Most of our expectations about masks and exercise are based on anecdotes and preconceptions. Little past science has examined whether and how masks affect serious workouts. The few relevant earlier experiments focused primarily on masked health care workers while they walked, to see if being active while masked affected their thinking or other capabilities. (It did not, the studies show.)
But gentle strolling is not running, cycling or other more vigorous routines, and we have not had scientific evidence about how wearing a mask might alter those workouts. So, recently, two helpful groups of scientists separately decided to look into the issue.

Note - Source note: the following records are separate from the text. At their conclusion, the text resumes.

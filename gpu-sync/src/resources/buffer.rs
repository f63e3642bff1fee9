//! Device buffer resource.

use std::sync::Arc;

use crate::backend::{GpuContext, RawBuffer, RawBufferDescriptor};
use crate::error::{GraphicsError, GraphicsResult};
use crate::sync::SubmissionPoint;
use crate::types::{BufferUsage, ResidencyPattern};

/// An allocated device buffer.
///
/// Capacity is fixed for the lifetime of one allocation; growing a buffer means
/// allocating a new `DeviceBuffer` and retaining the old one until the GPU is
/// done with it. The backend object is destroyed on drop.
pub struct DeviceBuffer {
    context: Arc<dyn GpuContext>,
    raw: RawBuffer,
    capacity: u64,
    usage: BufferUsage,
    pattern: ResidencyPattern,
    device_address: Option<u64>,
    last_use: Option<SubmissionPoint>,
    label: Option<String>,
}

impl DeviceBuffer {
    /// Allocate a buffer of `capacity` bytes.
    ///
    /// Allocation failure is returned as is; nothing is left allocated.
    pub fn new(
        context: Arc<dyn GpuContext>,
        capacity: u64,
        usage: BufferUsage,
        pattern: ResidencyPattern,
        label: Option<&str>,
    ) -> GraphicsResult<Self> {
        if capacity == 0 {
            return Err(GraphicsError::InvalidParameter(
                "buffer capacity must be non-zero".to_string(),
            ));
        }

        let raw = context.create_buffer(&RawBufferDescriptor {
            label,
            size: capacity,
            usage,
            pattern,
        })?;
        let device_address = context.buffer_device_address(raw);

        log::trace!(
            "Created buffer {:?} {:?} ({} bytes, {:?}, {:?})",
            raw,
            label,
            capacity,
            usage,
            pattern
        );

        Ok(Self {
            context,
            raw,
            capacity,
            usage,
            pattern,
            device_address,
            last_use: None,
            label: label.map(str::to_owned),
        })
    }

    /// The backend buffer.
    pub fn raw(&self) -> RawBuffer {
        self.raw
    }

    /// Size in bytes.
    pub fn capacity(&self) -> u64 {
        self.capacity
    }

    pub fn usage(&self) -> BufferUsage {
        self.usage
    }

    pub fn pattern(&self) -> ResidencyPattern {
        self.pattern
    }

    /// Returns true if the CPU can write the buffer through a mapping.
    pub fn is_mapped(&self) -> bool {
        self.pattern.is_host_mappable()
    }

    /// GPU virtual address, for buffers created with `DEVICE_ADDRESS` usage.
    pub fn device_address(&self) -> Option<u64> {
        self.device_address
    }

    /// Debug label.
    pub fn label(&self) -> Option<&str> {
        self.label.as_deref()
    }

    /// The submission that last used this buffer, if any.
    pub fn last_use(&self) -> Option<&SubmissionPoint> {
        self.last_use.as_ref()
    }

    /// Record that work completing at `point` uses this buffer.
    pub fn mark_used(&mut self, point: SubmissionPoint) {
        self.last_use = Some(point);
    }

    /// Returns true if no submitted or pending GPU work still uses this buffer.
    pub fn is_idle(&self) -> GraphicsResult<bool> {
        match &self.last_use {
            Some(point) => point.is_reached(),
            None => Ok(true),
        }
    }

    /// Copy `data` into the mapping at `offset`.
    pub fn write(&self, offset: u64, data: &[u8]) -> GraphicsResult<()> {
        self.check_range(offset, data.len() as u64)?;
        self.context.write_mapped(self.raw, offset, data)
    }

    /// Make host writes in `[offset, offset + size)` visible to the device.
    pub fn flush(&self, offset: u64, size: u64) -> GraphicsResult<()> {
        self.check_range(offset, size)?;
        self.context.flush_mapped(self.raw, offset, size)
    }

    /// Read `size` bytes at `offset` through the mapping.
    pub fn read(&self, offset: u64, size: u64) -> GraphicsResult<Vec<u8>> {
        self.check_range(offset, size)?;
        self.context.read_mapped(self.raw, offset, size)
    }

    fn check_range(&self, offset: u64, size: u64) -> GraphicsResult<()> {
        if !self.is_mapped() {
            return Err(GraphicsError::InvalidState(format!(
                "buffer {:?} with {:?} residency is not host mapped",
                self.raw, self.pattern
            )));
        }
        match offset.checked_add(size) {
            Some(end) if end <= self.capacity => Ok(()),
            _ => Err(GraphicsError::InvalidParameter(format!(
                "range {offset}+{size} exceeds buffer capacity {}",
                self.capacity
            ))),
        }
    }
}

impl Drop for DeviceBuffer {
    fn drop(&mut self) {
        log::trace!("Destroying buffer {:?} {:?}", self.raw, self.label);
        self.context.destroy_buffer(self.raw);
    }
}

impl std::fmt::Debug for DeviceBuffer {
    fn fmt(&self, f: &mut std::fmt::Formatter<'_>) -> std::fmt::Result {
        f.debug_struct("DeviceBuffer")
            .field("raw", &self.raw)
            .field("capacity", &self.capacity)
            .field("usage", &self.usage)
            .field("pattern", &self.pattern)
            .field("label", &self.label)
            .finish()
    }
}

static_assertions::assert_impl_all!(DeviceBuffer: Send, Sync);

#[cfg(all(test, feature = "dummy"))]
mod tests {
    use super::*;
    use crate::backend::dummy::DummyContext;

    #[test]
    fn test_zero_capacity_rejected() {
        let context = DummyContext::new();
        let result = DeviceBuffer::new(
            context,
            0,
            BufferUsage::VERTEX,
            ResidencyPattern::Dynamic,
            None,
        );
        assert!(matches!(result, Err(GraphicsError::InvalidParameter(_))));
    }

    #[test]
    fn test_mapped_write_and_read() {
        let context = DummyContext::new();
        let buffer = DeviceBuffer::new(
            context.clone(),
            16,
            BufferUsage::UNIFORM,
            ResidencyPattern::Dynamic,
            Some("uniforms"),
        )
        .unwrap();

        buffer.write(4, &[1, 2, 3, 4]).unwrap();
        buffer.flush(4, 4).unwrap();
        assert_eq!(buffer.read(4, 4).unwrap(), vec![1, 2, 3, 4]);
        assert_eq!(context.buffer_contents(buffer.raw()).unwrap()[4..8], [1, 2, 3, 4]);
    }

    #[test]
    fn test_static_buffer_is_not_mapped() {
        let context = DummyContext::new();
        let buffer = DeviceBuffer::new(
            context,
            16,
            BufferUsage::VERTEX,
            ResidencyPattern::Static,
            None,
        )
        .unwrap();
        assert!(!buffer.is_mapped());
        assert!(matches!(
            buffer.write(0, &[0; 4]),
            Err(GraphicsError::InvalidState(_))
        ));
    }

    #[test]
    fn test_out_of_bounds_write_rejected() {
        let context = DummyContext::new();
        let buffer = DeviceBuffer::new(
            context,
            8,
            BufferUsage::UNIFORM,
            ResidencyPattern::Dynamic,
            None,
        )
        .unwrap();
        assert!(matches!(
            buffer.write(6, &[0; 4]),
            Err(GraphicsError::InvalidParameter(_))
        ));
    }

    #[test]
    fn test_allocation_failure_is_fatal() {
        let context = DummyContext::new();
        context.set_fail_allocations(true);
        let err = DeviceBuffer::new(
            context,
            64,
            BufferUsage::VERTEX,
            ResidencyPattern::Static,
            None,
        )
        .unwrap_err();
        assert!(err.is_fatal());
    }

    #[test]
    fn test_device_address_requires_usage() {
        let context = DummyContext::new();
        let plain = DeviceBuffer::new(
            context.clone(),
            64,
            BufferUsage::STORAGE,
            ResidencyPattern::Static,
            None,
        )
        .unwrap();
        let addressed = DeviceBuffer::new(
            context,
            64,
            BufferUsage::STORAGE | BufferUsage::DEVICE_ADDRESS,
            ResidencyPattern::Static,
            None,
        )
        .unwrap();
        assert!(plain.device_address().is_none());
        assert!(addressed.device_address().is_some());
    }

    #[test]
    fn test_drop_destroys_buffer() {
        let context = DummyContext::new();
        let raw = DeviceBuffer::new(
            context.clone(),
            32,
            BufferUsage::INDEX,
            ResidencyPattern::Static,
            None,
        )
        .unwrap()
        .raw();
        assert!(!context.is_buffer_alive(raw));
    }
}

The first of the groups to release their findings, which were published in September in the Scandinavian Journal of Medicine & Science in Sports, concentrated on surgical and N95 respiratory masks during exercise. The researchers, most of them affiliated with the Rambam Health Care Campus in Haifa, Israel, invited 16 healthy, active adult men to come into the lab, where they checked heart rates, blood pressure, oxygen saturation, respiratory rates and current carbon dioxide levels. Then they fitted the men with thin, nasal tubes that would collect their expired breaths for testing and, on three separate visits to the lab, asked them to ride a stationary bicycle.